Leyla Gencer 1960’lı yıllarda mesleğinin doruğuna yükseldi. Milano’nun ünlü La Scala operasında Serafin, Gavazzeni ve Ricardo Muti gibi dünyaca ünlü şeflerle çalıştı. Adını bütün dünyaya duyurdu. Yalnız opera sahnelerinde değil, dünyanın birçok ülkesinde düzenlenen resitallerdeki başarısıyla müzikseverlerin gönlünü fethetti.

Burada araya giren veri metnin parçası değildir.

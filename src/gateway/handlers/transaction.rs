use axum::{
    Extension, Json,
    extract::{Path, Query, State},
    http::StatusCode,
};
use std::sync::Arc;

use crate::auth::Claims;
use crate::coordinator::{DepositRequest, WithdrawRequest};
use crate::gateway::state::AppState;
use crate::gateway::types::{
    ApiResult, DepositBody, ListQuery, RequestMeta, WithdrawBody, validate_currency,
};
use crate::ledger::{Transaction, TransactionRepo};

/// Place a bet (withdraw)
///
/// POST /api/v1/transactions/withdraw
#[utoipa::path(
    post,
    path = "/api/v1/transactions/withdraw",
    request_body = WithdrawBody,
    responses(
        (status = 200, description = "Placement recorded", body = Transaction),
        (status = 400, description = "Validation or wallet client error", body = crate::gateway::types::ErrorResponse),
        (status = 409, description = "Duplicate id or concurrent modification", body = crate::gateway::types::ErrorResponse),
        (status = 500, description = "Wallet or database failure", body = crate::gateway::types::ErrorResponse),
    ),
    security(("bearer_auth" = [])),
    tag = "Transactions"
)]
pub async fn withdraw(
    State(state): State<Arc<AppState>>,
    Extension(claims): Extension<Claims>,
    meta: RequestMeta,
    Json(body): Json<WithdrawBody>,
) -> ApiResult<Transaction> {
    let user_id = claims.user_id().map_err(|e| meta.wrap(e))?;
    validate_currency(&body.currency).map_err(|e| meta.wrap(e))?;

    let tx = state
        .coordinator
        .withdraw(WithdrawRequest {
            user_id,
            amount: body.amount,
            provider_tx_id: body.provider_tx_id,
            currency: body.currency,
        })
        .await
        .map_err(|e| meta.wrap(e))?;

    Ok((StatusCode::OK, Json(tx)))
}

/// Settle a bet (deposit)
///
/// POST /api/v1/transactions/deposit
#[utoipa::path(
    post,
    path = "/api/v1/transactions/deposit",
    request_body = DepositBody,
    responses(
        (status = 200, description = "Settlement recorded", body = Transaction),
        (status = 400, description = "Validation or wallet client error", body = crate::gateway::types::ErrorResponse),
        (status = 404, description = "Originating withdraw not found", body = crate::gateway::types::ErrorResponse),
        (status = 409, description = "Duplicate provider transaction id", body = crate::gateway::types::ErrorResponse),
    ),
    security(("bearer_auth" = [])),
    tag = "Transactions"
)]
pub async fn deposit(
    State(state): State<Arc<AppState>>,
    Extension(claims): Extension<Claims>,
    meta: RequestMeta,
    Json(body): Json<DepositBody>,
) -> ApiResult<Transaction> {
    let user_id = claims.user_id().map_err(|e| meta.wrap(e))?;
    validate_currency(&body.currency).map_err(|e| meta.wrap(e))?;

    let tx = state
        .coordinator
        .deposit(DepositRequest {
            user_id,
            amount: body.amount,
            provider_tx_id: body.provider_tx_id,
            provider_withdrawn_tx_id: body.provider_withdrawn_tx_id,
            currency: body.currency,
        })
        .await
        .map_err(|e| meta.wrap(e))?;

    Ok((StatusCode::OK, Json(tx)))
}

/// Cancel a pending bet
///
/// POST /api/v1/transactions/cancel/{provider_tx_id}
#[utoipa::path(
    post,
    path = "/api/v1/transactions/cancel/{provider_tx_id}",
    params(
        ("provider_tx_id" = String, Path, description = "Provider transaction id of the withdraw to cancel")
    ),
    responses(
        (status = 200, description = "Cancel recorded", body = Transaction),
        (status = 400, description = "Withdraw not cancellable", body = crate::gateway::types::ErrorResponse),
        (status = 404, description = "Transaction not found", body = crate::gateway::types::ErrorResponse),
        (status = 500, description = "Wallet failure; withdraw rebounds to pending", body = crate::gateway::types::ErrorResponse),
    ),
    security(("bearer_auth" = [])),
    tag = "Transactions"
)]
pub async fn cancel(
    State(state): State<Arc<AppState>>,
    Extension(claims): Extension<Claims>,
    meta: RequestMeta,
    Path(provider_tx_id): Path<String>,
) -> ApiResult<Transaction> {
    let user_id = claims.user_id().map_err(|e| meta.wrap(e))?;

    let tx = state
        .coordinator
        .cancel(user_id, &provider_tx_id)
        .await
        .map_err(|e| meta.wrap(e))?;

    Ok((StatusCode::OK, Json(tx)))
}

/// List the current user's transactions, newest first
///
/// GET /api/v1/transactions
#[utoipa::path(
    get,
    path = "/api/v1/transactions",
    params(ListQuery),
    responses(
        (status = 200, description = "Transaction history", body = Vec<Transaction>),
        (status = 401, description = "Unauthorized", body = crate::gateway::types::ErrorResponse),
    ),
    security(("bearer_auth" = [])),
    tag = "Transactions"
)]
pub async fn list_transactions(
    State(state): State<Arc<AppState>>,
    Extension(claims): Extension<Claims>,
    meta: RequestMeta,
    Query(query): Query<ListQuery>,
) -> ApiResult<Vec<Transaction>> {
    let user_id = claims.user_id().map_err(|e| meta.wrap(e))?;

    let limit = query.limit.unwrap_or(50).clamp(1, 200);
    let offset = query.offset.unwrap_or(0).max(0);

    let txs = TransactionRepo::list_by_user(&state.pool, user_id, limit, offset)
        .await
        .map_err(|e| meta.wrap(e))?;

    Ok((StatusCode::OK, Json(txs)))
}
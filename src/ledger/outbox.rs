//! Outbox repository
//!
//! Events are saved inside the same database transaction as the ledger
//! writes that require compensation, so an enqueued event is exactly as
//! durable as the failure it compensates.

use sqlx::postgres::PgRow;
use sqlx::{PgExecutor, Row};

use super::models::{EventStatus, OutboxEvent};
use crate::error::AppError;

pub struct OutboxRepo;

impl OutboxRepo {
    /// Save a new event
    pub async fn save(
        executor: impl PgExecutor<'_>,
        event: &OutboxEvent,
    ) -> Result<(), AppError> {
        sqlx::query(
            r#"
            INSERT INTO outbox_events (id, event_type, data, status, retry_count, created_at)
            VALUES ($1, $2, $3, $4, $5, NOW())
            "#,
        )
        .bind(&event.id)
        .bind(&event.event_type)
        .bind(&event.data)
        .bind(event.status.as_str())
        .bind(event.retry_count)
        .execute(executor)
        .await?;

        Ok(())
    }

    /// Fetch pending events in creation order
    pub async fn get_pending(
        executor: impl PgExecutor<'_>,
        limit: i64,
    ) -> Result<Vec<OutboxEvent>, AppError> {
        let rows = sqlx::query(
            r#"
            SELECT id, event_type, data, status, retry_count, created_at, processed_at, error
            FROM outbox_events
            WHERE status = 'PENDING'
            ORDER BY created_at ASC
            LIMIT $1
            "#,
        )
        .bind(limit)
        .fetch_all(executor)
        .await?;

        rows.iter().map(row_to_event).collect()
    }

    /// Mark an event as processed
    pub async fn mark_processed(
        executor: impl PgExecutor<'_>,
        event_id: &str,
    ) -> Result<(), AppError> {
        sqlx::query(
            "UPDATE outbox_events SET status = 'PROCESSED', processed_at = NOW() WHERE id = $1",
        )
        .bind(event_id)
        .execute(executor)
        .await?;

        Ok(())
    }

    /// Mark an event as terminally failed
    pub async fn mark_failed(
        executor: impl PgExecutor<'_>,
        event_id: &str,
        err_msg: &str,
    ) -> Result<(), AppError> {
        sqlx::query("UPDATE outbox_events SET status = 'FAILED', error = $1 WHERE id = $2")
            .bind(err_msg)
            .bind(event_id)
            .execute(executor)
            .await?;

        Ok(())
    }

    /// Increment the retry counter for an event
    pub async fn increment_retry(
        executor: impl PgExecutor<'_>,
        event_id: &str,
    ) -> Result<(), AppError> {
        sqlx::query("UPDATE outbox_events SET retry_count = retry_count + 1 WHERE id = $1")
            .bind(event_id)
            .execute(executor)
            .await?;

        Ok(())
    }
}

fn row_to_event(row: &PgRow) -> Result<OutboxEvent, AppError> {
    let status_str: String = row.get("status");
    let status = EventStatus::from_str(&status_str)
        .ok_or_else(|| AppError::DatabaseQuery(format!("invalid event status: {}", status_str)))?;

    Ok(OutboxEvent {
        id: row.get("id"),
        event_type: row.get("event_type"),
        data: row.get("data"),
        status,
        retry_count: row.get("retry_count"),
        created_at: row.get("created_at"),
        processed_at: row.get("processed_at"),
        error: row.get("error"),
    })
}
//! Fixture loader
//!
//! `seed --env development`

use anyhow::Context;
use clap::Parser;
use sqlx::postgres::PgPoolOptions;

use betbridge::config::AppConfig;
use betbridge::seed::seed_users;

#[derive(Parser, Debug)]
#[command(name = "seed", about = "Load fixture users")]
struct Args {
    /// Environment (development, production)
    #[arg(long, default_value = "development")]
    env: String,
}

#[tokio::main]
async fn main() -> anyhow::Result<()> {
    tracing_subscriber::fmt().with_target(false).init();

    let args = Args::parse();
    let config = AppConfig::load(&args.env).context("failed to load configuration")?;

    let pool = PgPoolOptions::new()
        .max_connections(1)
        .connect(&config.dsn())
        .await
        .context("failed to connect to database")?;

    seed_users(&pool).await.context("seeding failed")?;

    Ok(())
}
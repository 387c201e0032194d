//! Authentication
//!
//! Credential verification against the seeded SHA-256-hex passwords and
//! HS256 JWT issue/verify, plus the axum middleware that guards the
//! transaction routes.

pub mod middleware;
pub mod service;

pub use middleware::jwt_auth_middleware;
pub use service::{AuthService, Claims};
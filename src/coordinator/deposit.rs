//! Deposit (bet settlement)
//!
//! Settles a pending withdraw. A zero amount is a valid settlement (the bet
//! was lost); the record is still created for audit. Settlement failure
//! leaves the withdraw `pending` for future cancellation or manual
//! reconciliation, deliberately without outbox compensation.

use rust_decimal::Decimal;
use tracing::{error, info, warn};

use super::TransactionCoordinator;
use super::common::{
    get_user_and_validate, parse_balance, validate_amount, validate_ownership,
    validate_provider_tx_id, validate_status,
};
use crate::error::AppError;
use crate::ledger::transactions::NewTransaction;
use crate::ledger::{Transaction, TransactionRepo, TransactionStatus, TransactionType};
use crate::wallet::WalletTransactionRequest;

/// Bet settlement input
#[derive(Debug, Clone)]
pub struct DepositRequest {
    pub user_id: i64,
    pub amount: Decimal,
    pub provider_tx_id: String,
    pub provider_withdrawn_tx_id: i64,
    pub currency: String,
}

impl TransactionCoordinator {
    pub(super) async fn deposit_impl(&self, req: DepositRequest) -> Result<Transaction, AppError> {
        validate_amount(req.amount, true)?;
        validate_provider_tx_id(&req.provider_tx_id)?;
        if req.provider_withdrawn_tx_id <= 0 {
            return Err(AppError::InvalidFormat(
                "provider_withdrawn_tx_id must be positive".to_string(),
            ));
        }

        let _guard = self.locks.lock(req.user_id, None).await?;

        // === Phase A: persist the intent ===
        let mut db_tx = self.pool.begin().await?;

        get_user_and_validate(&mut *db_tx, req.user_id, &req.currency).await?;

        if TransactionRepo::get_by_provider_tx_id_for_update(&mut *db_tx, &req.provider_tx_id)
            .await?
            .is_some()
        {
            return Err(AppError::TransactionAlreadyExists);
        }

        let mut withdrawn_tx =
            TransactionRepo::get_by_id_for_update(&mut *db_tx, req.provider_withdrawn_tx_id)
                .await?
                .ok_or(AppError::TransactionNotFound)?;

        validate_ownership(&withdrawn_tx, req.user_id)?;

        if withdrawn_tx.status == TransactionStatus::Completed {
            return Err(AppError::TransactionAlreadyDeposited);
        }
        validate_status(&withdrawn_tx, TransactionStatus::Pending, "deposited")?;

        let mut transaction = TransactionRepo::create(
            &mut *db_tx,
            &NewTransaction {
                user_id: req.user_id,
                tx_type: TransactionType::Deposit,
                status: TransactionStatus::Syncing,
                amount: req.amount,
                currency: req.currency.clone(),
                provider_tx_id: req.provider_tx_id.clone(),
                provider_withdrawn_tx_id: Some(withdrawn_tx.id),
                old_balance: Decimal::ZERO,
                new_balance: Decimal::ZERO,
            },
        )
        .await?;

        db_tx.commit().await?;

        info!(
            user_id = req.user_id,
            transaction_id = transaction.id,
            withdrawn_tx_id = withdrawn_tx.id,
            provider_tx_id = %req.provider_tx_id,
            "Deposit intent persisted"
        );

        // === Phase B: call the wallet and record the outcome ===
        let wallet_req = WalletTransactionRequest::single(
            req.user_id,
            &req.currency,
            req.amount,
            withdrawn_tx.id,
            &req.provider_tx_id,
        );

        match self.wallet.deposit(wallet_req).await {
            Ok(resp) => {
                let new_balance = match parse_balance(&resp.balance) {
                    Ok(b) => b,
                    Err(parse_err) => {
                        return self.fail_deposit(&mut transaction, parse_err).await;
                    }
                };

                self.complete_deposit(&mut transaction, &mut withdrawn_tx, new_balance)
                    .await?;

                info!(
                    transaction_id = transaction.id,
                    new_balance = %new_balance,
                    "Deposit settled"
                );
                Ok(transaction)
            }
            Err(wallet_err) if wallet_err.is_conflict() => {
                // Remote already applied the settlement: reconcile from the
                // observed balance and complete both rows.
                info!(
                    transaction_id = transaction.id,
                    "Deposit conflict: treating as already applied"
                );

                let balance =
                    parse_balance(&self.wallet.get_balance(req.user_id).await?.balance)?;
                self.complete_deposit(&mut transaction, &mut withdrawn_tx, balance)
                    .await?;

                Ok(transaction)
            }
            Err(wallet_err) if wallet_err.is_client_error() => {
                warn!(
                    transaction_id = transaction.id,
                    error = %wallet_err,
                    "Wallet rejected deposit"
                );
                self.fail_deposit(&mut transaction, wallet_err.into()).await
            }
            Err(wallet_err) => {
                // Server error: the withdraw stays pending; no outbox
                // compensation for settlements.
                error!(
                    transaction_id = transaction.id,
                    error = %wallet_err,
                    "Wallet server error on deposit"
                );
                self.fail_deposit(&mut transaction, wallet_err.into()).await
            }
        }
    }

    /// Complete the deposit and its originating withdraw in one transaction
    async fn complete_deposit(
        &self,
        transaction: &mut Transaction,
        withdrawn_tx: &mut Transaction,
        balance: Decimal,
    ) -> Result<(), AppError> {
        transaction.status = TransactionStatus::Completed;
        transaction.new_balance = balance;
        transaction.old_balance = balance - transaction.amount;

        withdrawn_tx.status = TransactionStatus::Completed;

        let mut db_tx = self.pool.begin().await?;
        TransactionRepo::update(&mut *db_tx, transaction).await?;
        TransactionRepo::update_status(&mut *db_tx, withdrawn_tx.id, TransactionStatus::Completed)
            .await?;
        db_tx.commit().await?;

        Ok(())
    }

    /// Mark the deposit failed and surface the given error
    async fn fail_deposit(
        &self,
        transaction: &mut Transaction,
        err: AppError,
    ) -> Result<Transaction, AppError> {
        transaction.status = TransactionStatus::Failed;

        let mut db_tx = self.pool.begin().await?;
        TransactionRepo::update(&mut *db_tx, transaction).await?;
        db_tx.commit().await?;

        Err(err)
    }
}
use axum::{Json, extract::State, http::StatusCode};
use std::sync::Arc;

use crate::coordinator::parse_balance;
use crate::error::AppError;
use crate::gateway::state::AppState;
use crate::gateway::types::{ApiResult, LoginRequest, LoginResponse, RequestMeta, UserView};

/// Login with username/password
///
/// POST /api/v1/auth/login
#[utoipa::path(
    post,
    path = "/api/v1/auth/login",
    request_body = LoginRequest,
    responses(
        (status = 200, description = "Login successful", body = LoginResponse),
        (status = 401, description = "Invalid credentials", body = crate::gateway::types::ErrorResponse),
    ),
    tag = "Auth"
)]
pub async fn login(
    State(state): State<Arc<AppState>>,
    meta: RequestMeta,
    Json(req): Json<LoginRequest>,
) -> ApiResult<LoginResponse> {
    if req.username.is_empty() {
        return Err(meta.wrap(AppError::RequiredField("username")));
    }
    if req.password.is_empty() {
        return Err(meta.wrap(AppError::RequiredField("password")));
    }

    let (token, user) = state
        .auth
        .login(&req.username, &req.password)
        .await
        .map_err(|e| meta.wrap(e))?;

    // Balance authority is the wallet, fetched fresh on every login
    let balance_resp = state
        .wallet
        .get_balance(user.id)
        .await
        .map_err(|e| meta.wrap(e.into()))?;
    let balance = parse_balance(&balance_resp.balance).map_err(|e| meta.wrap(e))?;

    tracing::info!(user_id = user.id, "User logged in");

    Ok((
        StatusCode::OK,
        Json(LoginResponse {
            token,
            user: UserView {
                id: user.id,
                username: user.username,
                balance,
                currency: user.currency,
            },
        }),
    ))
}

1953 yılında dünyaca ünlü sopranomuz Leyla Gencer, Soprano Belkıs Aran ile birlikte Ankara Devlet Operası’nda Mozart’ın “Cosi Fan Tutte” deki (Bütün Kadınlar Böyle Yapar) başarısı o yıllarda büyük yankı uyandırmıştı. “sanat elçimiz” olarak ülkemizi dünyanın birçok ülkesinde temsil eden Leyla Gencer’i o yıl Ankara’da dinlemek benim için mutlulukların en büyüğü olmuştu.
Uygar Türkiye bir dönemde Leyla Gencer gibi dünya çapında sanatçılar yetiştirmişti. Onunla her zaman gurur duyduk.
10 Ekim 1928’de İstanbul’da Polonezköy’de doğan, 10 Mayıs 2006’da Milano’da 79 yaşında yaşama veda eden Leyla Gencer’i saygıyla anıyorum.
telgrafhanesanat.org
Yorum Kapalı.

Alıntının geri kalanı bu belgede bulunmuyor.